## WORK INSTRUCTION
For the data below, please report each line where the word "entries" is found.

## MATERIAL PROVIDED
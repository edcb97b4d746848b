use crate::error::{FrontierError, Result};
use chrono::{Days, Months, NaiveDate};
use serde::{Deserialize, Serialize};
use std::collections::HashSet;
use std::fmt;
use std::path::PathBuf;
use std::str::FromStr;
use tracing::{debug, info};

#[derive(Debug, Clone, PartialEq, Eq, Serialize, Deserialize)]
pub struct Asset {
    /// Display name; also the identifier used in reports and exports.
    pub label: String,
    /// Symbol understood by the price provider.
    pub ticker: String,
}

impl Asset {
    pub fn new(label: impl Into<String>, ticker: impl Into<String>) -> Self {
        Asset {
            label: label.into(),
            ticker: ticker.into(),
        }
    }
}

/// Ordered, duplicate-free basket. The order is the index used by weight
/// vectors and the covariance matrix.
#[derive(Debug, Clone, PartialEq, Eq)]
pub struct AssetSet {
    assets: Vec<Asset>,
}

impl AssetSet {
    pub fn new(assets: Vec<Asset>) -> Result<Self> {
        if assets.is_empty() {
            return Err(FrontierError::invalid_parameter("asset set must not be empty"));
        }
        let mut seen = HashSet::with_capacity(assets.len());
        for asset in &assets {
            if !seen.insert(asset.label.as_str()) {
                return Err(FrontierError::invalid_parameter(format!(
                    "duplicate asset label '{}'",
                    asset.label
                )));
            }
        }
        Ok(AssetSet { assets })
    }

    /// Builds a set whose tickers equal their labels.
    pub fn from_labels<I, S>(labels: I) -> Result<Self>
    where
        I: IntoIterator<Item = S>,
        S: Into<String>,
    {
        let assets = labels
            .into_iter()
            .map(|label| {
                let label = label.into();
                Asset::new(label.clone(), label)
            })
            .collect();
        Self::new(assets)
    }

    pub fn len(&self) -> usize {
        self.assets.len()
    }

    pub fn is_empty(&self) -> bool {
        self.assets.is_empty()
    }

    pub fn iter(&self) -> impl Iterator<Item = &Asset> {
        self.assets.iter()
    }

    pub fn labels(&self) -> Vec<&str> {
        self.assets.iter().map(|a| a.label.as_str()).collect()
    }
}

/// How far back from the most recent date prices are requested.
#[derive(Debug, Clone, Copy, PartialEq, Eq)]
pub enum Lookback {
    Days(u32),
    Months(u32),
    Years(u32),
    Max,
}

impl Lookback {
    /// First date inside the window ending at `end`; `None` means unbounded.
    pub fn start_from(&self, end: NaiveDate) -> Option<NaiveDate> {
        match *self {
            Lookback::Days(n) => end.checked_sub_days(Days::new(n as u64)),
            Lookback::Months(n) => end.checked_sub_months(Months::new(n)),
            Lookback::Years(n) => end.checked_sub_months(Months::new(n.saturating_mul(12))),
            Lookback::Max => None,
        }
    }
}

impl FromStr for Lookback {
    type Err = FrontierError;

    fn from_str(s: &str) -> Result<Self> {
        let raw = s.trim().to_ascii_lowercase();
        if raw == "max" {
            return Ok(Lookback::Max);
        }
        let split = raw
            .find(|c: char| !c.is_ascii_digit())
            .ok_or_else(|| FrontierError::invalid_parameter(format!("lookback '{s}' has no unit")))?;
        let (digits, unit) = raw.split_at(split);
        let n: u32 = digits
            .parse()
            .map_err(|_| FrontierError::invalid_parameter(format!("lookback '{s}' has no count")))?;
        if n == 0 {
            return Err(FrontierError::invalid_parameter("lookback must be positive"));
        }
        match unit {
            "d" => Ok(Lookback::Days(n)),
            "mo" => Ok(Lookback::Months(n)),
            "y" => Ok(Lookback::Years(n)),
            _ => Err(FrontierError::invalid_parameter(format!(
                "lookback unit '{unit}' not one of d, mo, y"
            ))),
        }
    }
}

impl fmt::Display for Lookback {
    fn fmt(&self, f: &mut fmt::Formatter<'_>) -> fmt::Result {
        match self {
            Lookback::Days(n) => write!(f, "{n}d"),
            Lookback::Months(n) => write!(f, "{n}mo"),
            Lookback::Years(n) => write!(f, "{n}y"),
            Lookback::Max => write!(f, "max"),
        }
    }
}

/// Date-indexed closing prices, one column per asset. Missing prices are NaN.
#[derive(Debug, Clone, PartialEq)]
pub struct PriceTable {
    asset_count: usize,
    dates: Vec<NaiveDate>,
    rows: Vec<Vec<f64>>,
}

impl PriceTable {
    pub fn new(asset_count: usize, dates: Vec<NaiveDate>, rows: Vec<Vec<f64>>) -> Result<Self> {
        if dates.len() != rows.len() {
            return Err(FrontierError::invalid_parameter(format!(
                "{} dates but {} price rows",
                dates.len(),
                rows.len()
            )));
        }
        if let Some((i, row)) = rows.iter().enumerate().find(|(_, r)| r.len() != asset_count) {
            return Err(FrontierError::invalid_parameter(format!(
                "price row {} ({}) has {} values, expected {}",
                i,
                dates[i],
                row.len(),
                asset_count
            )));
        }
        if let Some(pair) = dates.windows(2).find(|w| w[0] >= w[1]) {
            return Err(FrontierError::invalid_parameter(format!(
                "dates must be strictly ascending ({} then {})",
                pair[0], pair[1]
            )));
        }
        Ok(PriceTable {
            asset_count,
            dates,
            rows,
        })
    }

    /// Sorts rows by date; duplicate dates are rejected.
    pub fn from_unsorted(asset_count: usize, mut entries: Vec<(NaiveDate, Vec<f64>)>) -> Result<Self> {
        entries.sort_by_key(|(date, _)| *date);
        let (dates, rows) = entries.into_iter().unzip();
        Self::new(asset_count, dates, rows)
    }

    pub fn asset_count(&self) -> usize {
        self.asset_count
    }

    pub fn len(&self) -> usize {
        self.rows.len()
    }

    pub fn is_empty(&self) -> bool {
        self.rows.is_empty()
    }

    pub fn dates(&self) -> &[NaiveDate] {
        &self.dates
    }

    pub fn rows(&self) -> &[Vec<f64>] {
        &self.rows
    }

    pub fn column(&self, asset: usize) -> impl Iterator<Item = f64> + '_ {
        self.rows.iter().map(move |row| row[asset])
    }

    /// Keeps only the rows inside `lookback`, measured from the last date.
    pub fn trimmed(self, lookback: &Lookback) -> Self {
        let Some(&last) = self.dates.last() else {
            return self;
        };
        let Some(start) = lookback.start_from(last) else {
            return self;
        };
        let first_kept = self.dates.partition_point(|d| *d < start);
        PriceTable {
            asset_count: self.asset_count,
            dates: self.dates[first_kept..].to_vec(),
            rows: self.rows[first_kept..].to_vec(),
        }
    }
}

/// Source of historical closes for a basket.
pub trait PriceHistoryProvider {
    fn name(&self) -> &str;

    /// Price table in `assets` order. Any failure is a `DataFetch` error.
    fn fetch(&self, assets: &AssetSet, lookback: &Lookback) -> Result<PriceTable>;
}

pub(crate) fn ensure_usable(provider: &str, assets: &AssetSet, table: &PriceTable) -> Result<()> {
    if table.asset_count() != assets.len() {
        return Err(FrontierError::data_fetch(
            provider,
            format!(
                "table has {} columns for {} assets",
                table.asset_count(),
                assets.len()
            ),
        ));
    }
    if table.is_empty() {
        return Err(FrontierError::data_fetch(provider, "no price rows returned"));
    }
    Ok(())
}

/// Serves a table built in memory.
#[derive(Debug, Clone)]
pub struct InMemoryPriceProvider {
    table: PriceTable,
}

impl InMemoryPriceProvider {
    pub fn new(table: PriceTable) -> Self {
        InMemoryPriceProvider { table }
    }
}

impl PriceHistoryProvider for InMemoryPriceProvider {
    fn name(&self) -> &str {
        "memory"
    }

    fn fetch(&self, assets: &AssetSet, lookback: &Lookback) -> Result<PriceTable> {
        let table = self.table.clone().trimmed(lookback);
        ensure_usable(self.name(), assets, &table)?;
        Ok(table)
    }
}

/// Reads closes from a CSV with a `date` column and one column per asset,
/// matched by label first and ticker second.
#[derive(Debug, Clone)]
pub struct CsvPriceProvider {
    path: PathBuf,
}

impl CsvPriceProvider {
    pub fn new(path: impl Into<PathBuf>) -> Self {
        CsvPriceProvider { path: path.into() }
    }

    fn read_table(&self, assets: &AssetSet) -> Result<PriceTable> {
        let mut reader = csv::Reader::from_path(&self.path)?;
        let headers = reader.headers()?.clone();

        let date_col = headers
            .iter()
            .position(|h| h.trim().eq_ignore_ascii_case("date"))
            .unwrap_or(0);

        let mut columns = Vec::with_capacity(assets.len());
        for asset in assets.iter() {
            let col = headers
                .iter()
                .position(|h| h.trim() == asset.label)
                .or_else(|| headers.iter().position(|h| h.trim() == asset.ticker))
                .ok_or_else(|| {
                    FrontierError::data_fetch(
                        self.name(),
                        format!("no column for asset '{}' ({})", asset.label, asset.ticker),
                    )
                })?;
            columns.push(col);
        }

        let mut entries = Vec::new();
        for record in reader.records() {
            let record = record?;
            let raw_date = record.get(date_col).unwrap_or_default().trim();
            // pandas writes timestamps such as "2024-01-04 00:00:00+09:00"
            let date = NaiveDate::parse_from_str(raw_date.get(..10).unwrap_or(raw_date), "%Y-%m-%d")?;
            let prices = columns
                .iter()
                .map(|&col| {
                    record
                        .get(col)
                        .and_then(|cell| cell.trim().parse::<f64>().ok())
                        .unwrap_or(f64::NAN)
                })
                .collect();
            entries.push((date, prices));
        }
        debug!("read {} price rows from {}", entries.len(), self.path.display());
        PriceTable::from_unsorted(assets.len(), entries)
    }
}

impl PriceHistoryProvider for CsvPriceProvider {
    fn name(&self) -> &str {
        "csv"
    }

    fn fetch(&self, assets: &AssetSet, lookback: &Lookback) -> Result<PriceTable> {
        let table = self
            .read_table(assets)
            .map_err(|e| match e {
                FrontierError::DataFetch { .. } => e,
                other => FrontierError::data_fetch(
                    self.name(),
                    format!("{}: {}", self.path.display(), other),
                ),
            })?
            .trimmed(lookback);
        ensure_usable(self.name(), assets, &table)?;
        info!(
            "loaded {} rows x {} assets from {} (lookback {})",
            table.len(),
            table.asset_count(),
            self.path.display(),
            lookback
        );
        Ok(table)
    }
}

## RESPONSE TO THIS EXERCISE
    pub fn from_unsorted(asset_count: usize, mut entries: Vec<(NaiveDate, Vec<f64>)>) -> Result<Self> {
        entries.sort_by_key(|(date, _)| *date);
        let (dates, rows) = entries.into_iter().unzip();
        let mut entries = Vec::new();
            entries.push((date, prices));
        debug!("read {} price rows from {}", entries.len(), self.path.display());
        PriceTable::from_unsorted(assets.len(), entries)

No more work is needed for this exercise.